An alert pierces the silence on the radio. There’s a car crash 10 miles out on Highway 377 just north of Morehead, driver dead on impact. Rowan County Coroner John Northcutt hears the call in the middle of dinner. His wife Tina nods in understanding. John knows the driver. He seems to know everyone in Morehead. In life, he knows their names. In death, he remembers their lives.
"We buried that boy's grandmother, grandfather, most of his family. My dad's buried them all. That family knows me very well," John says, racing down winding back roads in a black Dodge Charger, lights and sirens blaring.
As coroner, director of Northcutt & Son Home for Funerals and assistant fire chief, John knows death. When the phone rings, John answers. Even at home with Tina and 11-year-old daughter Natalie, the phone never stops.

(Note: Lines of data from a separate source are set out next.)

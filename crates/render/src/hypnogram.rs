//! Hypnogram timeline rendering.
//!
//! Draws the classic step chart of stage index against time of night,
//! post-stepped so each epoch holds its stage for the full epoch duration.

use std::path::Path;

use plotters::prelude::*;
use tracing::debug;

use hypnos_chain::SleepStage;

use crate::config::HypnogramConfig;
use crate::error::{RenderError, backend};

/// Renders a session trace as a step-chart hypnogram SVG.
///
/// The x axis is time in minutes from the start of the session; the y axis
/// is the stage index, labeled with stage names.
///
/// # Errors
///
/// Returns [`RenderError::EmptyTrace`] for an empty trace,
/// [`RenderError::InvalidLayout`] for a zero epoch duration or an invalid
/// chart configuration, and [`RenderError::Backend`] if drawing fails.
pub fn render_hypnogram(
    stages: &[SleepStage],
    epoch_minutes: u32,
    config: &HypnogramConfig,
    path: &Path,
) -> Result<(), RenderError> {
    if stages.is_empty() {
        return Err(RenderError::EmptyTrace);
    }
    if epoch_minutes == 0 {
        return Err(RenderError::InvalidLayout {
            reason: "epoch_minutes must be at least 1".to_string(),
        });
    }
    config.validate()?;

    let total_minutes = (stages.len() as u32 * epoch_minutes) as f64;

    let root = SVGBackend::new(path, (config.width_px(), config.height_px())).into_drawing_area();
    root.fill(&WHITE).map_err(backend)?;

    let mut chart = ChartBuilder::on(&root)
        .caption(config.caption(), ("sans-serif", 20))
        .margin(10)
        .x_label_area_size(40)
        .y_label_area_size(60)
        .build_cartesian_2d(0.0..total_minutes, -0.5..3.5f64)
        .map_err(backend)?;

    chart
        .configure_mesh()
        .x_desc("Time (minutes)")
        .y_desc("Stage")
        .y_labels(4)
        .y_label_formatter(&|y| {
            // Label only the integer positions that carry a stage.
            let idx = y.round();
            if (idx - y).abs() > 1e-6 || !(0.0..=3.0).contains(&idx) {
                return String::new();
            }
            SleepStage::ALL[idx as usize].name().to_string()
        })
        .draw()
        .map_err(backend)?;

    // Post-step outline: hold each stage for its full epoch.
    let mut points = Vec::with_capacity(stages.len() * 2);
    for (i, stage) in stages.iter().enumerate() {
        let t0 = i as f64 * epoch_minutes as f64;
        let t1 = t0 + epoch_minutes as f64;
        let y = stage.as_index() as f64;
        points.push((t0, y));
        points.push((t1, y));
    }
    chart
        .draw_series(LineSeries::new(points, &BLUE))
        .map_err(backend)?;

    root.present().map_err(backend)?;
    debug!(path = %path.display(), epochs = stages.len(), "hypnogram rendered");
    Ok(())
}
//! Session configuration.

use crate::error::ChainError;
use crate::stage::SleepStage;

/// Session geometry for one simulated night of sleep.
///
/// Use the builder methods to customise parameters.
///
/// # Example
///
/// ```
/// use hypnos_chain::{SessionConfig, SleepStage};
///
/// let config = SessionConfig::new()
///     .with_epoch_minutes(10)
///     .with_initial_stage(SleepStage::Light);
///
/// assert!(config.validate().is_ok());
/// assert_eq!(config.epoch_count(), 48);
/// ```
#[derive(Clone, Copy, Debug)]
pub struct SessionConfig {
    epoch_minutes: u32,
    duration_hours: u32,
    initial_stage: SleepStage,
}

impl SessionConfig {
    /// Creates a new configuration with defaults.
    ///
    /// Defaults: 5-minute epochs, 8-hour session (96 epochs), starting Awake.
    pub fn new() -> Self {
        Self {
            epoch_minutes: 5,
            duration_hours: 8,
            initial_stage: SleepStage::Awake,
        }
    }

    /// Sets the epoch duration in minutes.
    pub fn with_epoch_minutes(mut self, minutes: u32) -> Self {
        self.epoch_minutes = minutes;
        self
    }

    /// Sets the total session duration in hours.
    pub fn with_duration_hours(mut self, hours: u32) -> Self {
        self.duration_hours = hours;
        self
    }

    /// Sets the stage the session starts in.
    pub fn with_initial_stage(mut self, stage: SleepStage) -> Self {
        self.initial_stage = stage;
        self
    }

    // --- Accessors ---

    /// Returns the epoch duration in minutes.
    pub fn epoch_minutes(&self) -> u32 {
        self.epoch_minutes
    }

    /// Returns the total session duration in hours.
    pub fn duration_hours(&self) -> u32 {
        self.duration_hours
    }

    /// Returns the stage the session starts in.
    pub fn initial_stage(&self) -> SleepStage {
        self.initial_stage
    }

    /// Number of whole epochs spanned by the session.
    ///
    /// Durations that do not divide evenly truncate to whole epochs.
    pub fn epoch_count(&self) -> usize {
        (self.duration_hours as usize * 60)
            .checked_div(self.epoch_minutes as usize)
            .unwrap_or(0)
    }

    /// Validates this configuration.
    ///
    /// Checks that the epoch duration and session duration are positive and
    /// that the session spans at least one whole epoch.
    pub fn validate(&self) -> Result<(), ChainError> {
        if self.epoch_minutes == 0 {
            return Err(ChainError::InvalidSession {
                reason: "epoch_minutes must be at least 1".to_string(),
            });
        }
        if self.duration_hours == 0 {
            return Err(ChainError::InvalidSession {
                reason: "duration_hours must be at least 1".to_string(),
            });
        }
        if self.epoch_count() == 0 {
            return Err(ChainError::InvalidSession {
                reason: format!(
                    "session spans less than one epoch: {} h at {} min per epoch",
                    self.duration_hours, self.epoch_minutes
                ),
            });
        }
        Ok(())
    }
}

impl Default for SessionConfig {
    fn default() -> Self {
        Self::new()
    }
}

#[cfg(test)]
mod tests {
    use super::*;

    #[test]
    fn defaults() {
        let cfg = SessionConfig::new();
        assert_eq!(cfg.epoch_minutes(), 5);
        assert_eq!(cfg.duration_hours(), 8);
        assert_eq!(cfg.initial_stage(), SleepStage::Awake);
        assert_eq!(cfg.epoch_count(), 96);
        assert!(cfg.validate().is_ok());
    }

    #[test]
    fn builder_chaining() {
        let cfg = SessionConfig::new()
            .with_epoch_minutes(15)
            .with_duration_hours(6)
            .with_initial_stage(SleepStage::Light);
        assert_eq!(cfg.epoch_minutes(), 15);
        assert_eq!(cfg.duration_hours(), 6);
        assert_eq!(cfg.initial_stage(), SleepStage::Light);
        assert_eq!(cfg.epoch_count(), 24);
    }

    #[test]
    fn uneven_division_truncates() {
        let cfg = SessionConfig::new()
            .with_epoch_minutes(7)
            .with_duration_hours(1);
        assert_eq!(cfg.epoch_count(), 8);
        assert!(cfg.validate().is_ok());
    }

    #[test]
    fn validate_zero_epoch_minutes() {
        let cfg = SessionConfig::new().with_epoch_minutes(0);
        assert!(matches!(
            cfg.validate(),
            Err(ChainError::InvalidSession { .. })
        ));
        assert_eq!(cfg.epoch_count(), 0);
    }

    #[test]
    fn validate_zero_duration() {
        let cfg = SessionConfig::new().with_duration_hours(0);
        assert!(matches!(
            cfg.validate(),
            Err(ChainError::InvalidSession { .. })
        ));
    }

    #[test]
    fn validate_epoch_longer_than_session() {
        let cfg = SessionConfig::new()
            .with_epoch_minutes(90)
            .with_duration_hours(1);
        assert!(matches!(
            cfg.validate(),
            Err(ChainError::InvalidSession { .. })
        ));
    }
}
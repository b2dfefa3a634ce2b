//! Error types for the hypnos-render crate.

/// Error type for all fallible operations in the hypnos-render crate.
#[derive(Debug, Clone, thiserror::Error)]
pub enum RenderError {
    /// Returned when the trace to render contains no epochs.
    #[error("session trace is empty")]
    EmptyTrace,

    /// Returned when a layout parameter is invalid.
    #[error("invalid layout: {reason}")]
    InvalidLayout {
        /// Description of the problem.
        reason: String,
    },

    /// Returned when the drawing backend fails.
    #[error("drawing backend error: {message}")]
    Backend {
        /// Stringified backend error.
        message: String,
    },
}

/// Maps a plotters drawing error onto [`RenderError::Backend`].
pub(crate) fn backend<E: std::fmt::Display>(err: E) -> RenderError {
    RenderError::Backend {
        message: err.to_string(),
    }
}

#[cfg(test)]
mod tests {
    use super::*;

    #[test]
    fn error_empty_trace() {
        let e = RenderError::EmptyTrace;
        assert_eq!(e.to_string(), "session trace is empty");
    }

    #[test]
    fn error_invalid_layout() {
        let e = RenderError::InvalidLayout {
            reason: "cols must be at least 1".to_string(),
        };
        assert_eq!(e.to_string(), "invalid layout: cols must be at least 1");
    }

    #[test]
    fn error_backend() {
        let e = backend("disk full");
        assert_eq!(e.to_string(), "drawing backend error: disk full");
    }

    #[test]
    fn error_is_std_error() {
        fn assert_impl<T: std::error::Error>() {}
        assert_impl::<RenderError>();
    }

    #[test]
    fn error_is_send_and_sync() {
        fn assert_impl<T: Send + Sync>() {}
        assert_impl::<RenderError>();
    }
}
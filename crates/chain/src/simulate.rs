//! Sleep session simulation.

use crate::error::ChainError;
use crate::stage::SleepStage;
use crate::trace::SessionTrace;
use crate::transition::TransitionMatrix;

/// Simulates a full session of sleep stages.
///
/// The first element of the trace equals `initial`; each of the remaining
/// `n_epochs - 1` elements is drawn from the current stage's transition row,
/// so the next stage depends only on the current one. Deterministic given
/// the same matrix, initial stage, epoch count, and RNG seed.
///
/// # Errors
///
/// Returns [`ChainError::ZeroEpochs`] if `n_epochs` is zero.
pub fn simulate_session(
    matrix: &TransitionMatrix,
    initial: SleepStage,
    n_epochs: usize,
    rng: &mut impl rand::Rng,
) -> Result<SessionTrace, ChainError> {
    let mut stages = vec![initial; n_epochs];
    simulate_session_into(matrix, initial, rng, &mut stages)?;
    Ok(SessionTrace::new(stages))
}

/// Simulates sleep stages into a pre-allocated buffer.
///
/// `out.len()` is the epoch count: `out[0]` is set to `initial` and the
/// remaining elements are drawn sequentially. Produces the same sequence as
/// [`simulate_session`] under the same seed.
///
/// # Errors
///
/// Returns [`ChainError::ZeroEpochs`] if `out` is empty.
pub fn simulate_session_into(
    matrix: &TransitionMatrix,
    initial: SleepStage,
    rng: &mut impl rand::Rng,
    out: &mut [SleepStage],
) -> Result<(), ChainError> {
    if out.is_empty() {
        return Err(ChainError::ZeroEpochs);
    }
    out[0] = initial;
    let mut current = initial;
    for slot in out.iter_mut().skip(1) {
        current = matrix.sample(current, rng);
        *slot = current;
    }
    Ok(())
}
use std::path::PathBuf;

use clap::{Parser, Subcommand};

/// Hypnos stochastic sleep-cycle generator.
#[derive(Parser)]
#[command(name = "hypnos", version, about = "Stochastic sleep-cycle generator")]
pub struct Cli {
    /// Increase verbosity (-v info, -vv debug, -vvv trace).
    #[arg(short, long, global = true, action = clap::ArgAction::Count)]
    pub verbose: u8,

    /// Subcommand to run.
    #[command(subcommand)]
    pub command: Command,
}

/// Available subcommands.
#[derive(Subcommand)]
pub enum Command {
    /// Simulate a night of sleep and render the hypnogram and abstract art.
    Generate(GenerateArgs),
    /// Simulate a night of sleep and print the stage sequence.
    Trace(TraceArgs),
}

/// Arguments for the `generate` subcommand.
#[derive(clap::Args)]
pub struct GenerateArgs {
    /// Path to TOML configuration file.
    #[arg(short, long, default_value = "hypnos.toml")]
    pub config: PathBuf,

    /// Override hypnogram SVG output path from config.
    #[arg(long)]
    pub hypnogram_output: Option<PathBuf>,

    /// Override abstract-art SVG output path from config.
    #[arg(long)]
    pub art_output: Option<PathBuf>,

    /// Override global RNG seed from config.
    #[arg(short, long)]
    pub seed: Option<u64>,
}

/// Arguments for the `trace` subcommand.
#[derive(clap::Args)]
pub struct TraceArgs {
    /// Path to TOML configuration file.
    #[arg(short, long, default_value = "hypnos.toml")]
    pub config: PathBuf,

    /// Override global RNG seed from config.
    #[arg(short, long)]
    pub seed: Option<u64>,
}
//! Validated transition matrix for the four-stage sleep chain.

use tracing::debug;

use crate::error::ChainError;
use crate::stage::SleepStage;

/// Maximum deviation of a row sum from 1.0 before the matrix is rejected.
const ROW_SUM_TOLERANCE: f64 = 1e-9;

/// A 4x4 row-stochastic transition matrix.
///
/// Each row `i` contains the probabilities of transitioning from stage `i`
/// to stages 0..4 in [`SleepStage::ALL`] order. The matrix is validated at
/// construction and immutable afterwards, so every instance that exists is
/// a proper stochastic matrix.
#[derive(Debug, Clone, Copy)]
pub struct TransitionMatrix {
    probs: [[f64; 4]; 4],
}

impl TransitionMatrix {
    /// Constructs a validated transition matrix.
    ///
    /// Rows and columns are ordered as [`SleepStage::ALL`]. Every entry must
    /// be finite and within `[0, 1]`, and every row must sum to 1.0 within
    /// `1e-9`.
    ///
    /// # Errors
    ///
    /// Returns [`ChainError::InvalidProbability`] for a non-finite or
    /// out-of-range entry, and [`ChainError::NonStochasticRow`] for a row
    /// whose sum deviates beyond tolerance.
    pub fn new(probs: [[f64; 4]; 4]) -> Result<Self, ChainError> {
        for &from in &SleepStage::ALL {
            let row = &probs[from.as_index()];
            let mut sum = 0.0;
            for &to in &SleepStage::ALL {
                let p = row[to.as_index()];
                if !p.is_finite() || !(0.0..=1.0).contains(&p) {
                    return Err(ChainError::InvalidProbability { from, to, value: p });
                }
                sum += p;
            }
            if (sum - 1.0).abs() > ROW_SUM_TOLERANCE {
                return Err(ChainError::NonStochasticRow { stage: from, sum });
            }
        }
        Ok(Self { probs })
    }

    /// Returns the outgoing probability distribution for a given stage.
    pub fn row(&self, from: SleepStage) -> &[f64; 4] {
        &self.probs[from.as_index()]
    }

    /// Returns the probability of transitioning from one stage to another.
    pub fn prob(&self, from: SleepStage, to: SleepStage) -> f64 {
        self.probs[from.as_index()][to.as_index()]
    }

    /// Returns the full 4x4 probability matrix.
    pub fn probs(&self) -> &[[f64; 4]; 4] {
        &self.probs
    }

    /// Samples the next stage given the current stage, using cumulative CDF.
    ///
    /// Draws a uniform random number in `[0, 1)` and walks the row's
    /// cumulative distribution in [`SleepStage::ALL`] order, returning the
    /// first stage whose cumulative probability meets or exceeds the draw.
    /// Falls back to the last stage if rounding prevents a match.
    pub fn sample(&self, from: SleepStage, rng: &mut impl rand::Rng) -> SleepStage {
        let u: f64 = rng.random();
        let row = &self.probs[from.as_index()];
        let mut cumulative = 0.0;
        for &stage in &SleepStage::ALL {
            cumulative += row[stage.as_index()];
            if cumulative >= u {
                return stage;
            }
        }
        // Only reachable through tolerance-level rounding drift; the matrix
        // itself was validated at construction.
        debug!(%from, u, cumulative, "cumulative sum fell short of draw, selecting last stage");
        SleepStage::Rem
    }
}
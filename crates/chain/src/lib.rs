//! Four-state Markov chain for nightly sleep-stage sequences.
//!
//! This crate models a night of sleep as a first-order Markov chain over
//! four stages, drawing one stage per fixed-duration epoch from a
//! row-stochastic transition matrix that is validated once at construction.
//!
//! # Pipeline
//!
//! ```text
//!  ┌──────────────┐     ┌────────────────┐     ┌──────────────────┐
//!  │  transition   │────▶│   simulate     │────▶│   SessionTrace   │
//!  │  (validate P) │     │  (draw stages) │     │   (one night)    │
//!  └──────────────┘     └────────────────┘     └──────────────────┘
//! ```
//!
//! # Quick start
//!
//! ```rust
//! use hypnos_chain::{SessionConfig, SleepStage, TransitionMatrix, simulate_session};
//! use rand::SeedableRng;
//! use rand::rngs::StdRng;
//!
//! let matrix = TransitionMatrix::new([
//!     [0.70, 0.25, 0.00, 0.05],
//!     [0.05, 0.70, 0.15, 0.10],
//!     [0.02, 0.20, 0.70, 0.08],
//!     [0.05, 0.60, 0.05, 0.30],
//! ])?;
//!
//! let session = SessionConfig::new();
//! let mut rng = StdRng::seed_from_u64(7);
//! let trace = simulate_session(
//!     &matrix,
//!     session.initial_stage(),
//!     session.epoch_count(),
//!     &mut rng,
//! )?;
//!
//! assert_eq!(trace.len(), 96);
//! assert_eq!(trace.stages()[0], SleepStage::Awake);
//! # Ok::<(), hypnos_chain::ChainError>(())
//! ```

pub mod config;
pub mod error;
pub mod simulate;
pub mod stage;
pub mod trace;
pub mod transition;

pub use config::SessionConfig;
pub use error::ChainError;
pub use simulate::{simulate_session, simulate_session_into};
pub use stage::SleepStage;
pub use trace::SessionTrace;
pub use transition::TransitionMatrix;
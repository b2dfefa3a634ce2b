use tracing_subscriber::EnvFilter;

/// All workspace crate targets that should receive log output.
const CRATE_TARGETS: &[&str] = &["hypnos", "hypnos_chain", "hypnos_render"];

/// Initialize tracing based on CLI verbosity level.
///
/// Mapping:
/// - 0 (none) -> warn
/// - 1 (-v)   -> info
/// - 2 (-vv)  -> debug
/// - 3+ (-vvv)-> trace
///
/// `RUST_LOG` env var overrides the CLI flag if set.
pub fn init(verbosity: u8) {
    let level = match verbosity {
        0 => "warn",
        1 => "info",
        2 => "debug",
        _ => "trace",
    };

    let default_filter: String = CRATE_TARGETS
        .iter()
        .map(|t| format!("{t}={level}"))
        .collect::<Vec<_>>()
        .join(",");

    let filter =
        EnvFilter::try_from_default_env().unwrap_or_else(|_| EnvFilter::new(default_filter));

    tracing_subscriber::fmt().with_env_filter(filter).init();
}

At 1 a.m. after a long day of burials and services, a mobile home down the road catches fire. John grabs his fireman's helmet and heads back into the flames. He'll likely take care of that body, too.
"I've had a lot of close friends that I've had to pull out of cars or burning buildings. I try not to let it get me down. I just think, these people elected me to do a job and I'm going to do it," he says.
With his house less than a mile away, John can get to the funeral home quickly.
"If I get a call in the middle of the night, I can be there in a minute. Suited up, ready to go," he says.
It's been a cycle of life and death like this for 24 years. Two daughters have grown and moved away, but Natalie looks ahead at taking over the funeral business. For now, John's happy to spend as much time with family and friends as he can between calls. Steak dinners and relaxing evenings with Natalie at the piano are a small escape of laughter and happiness away from death.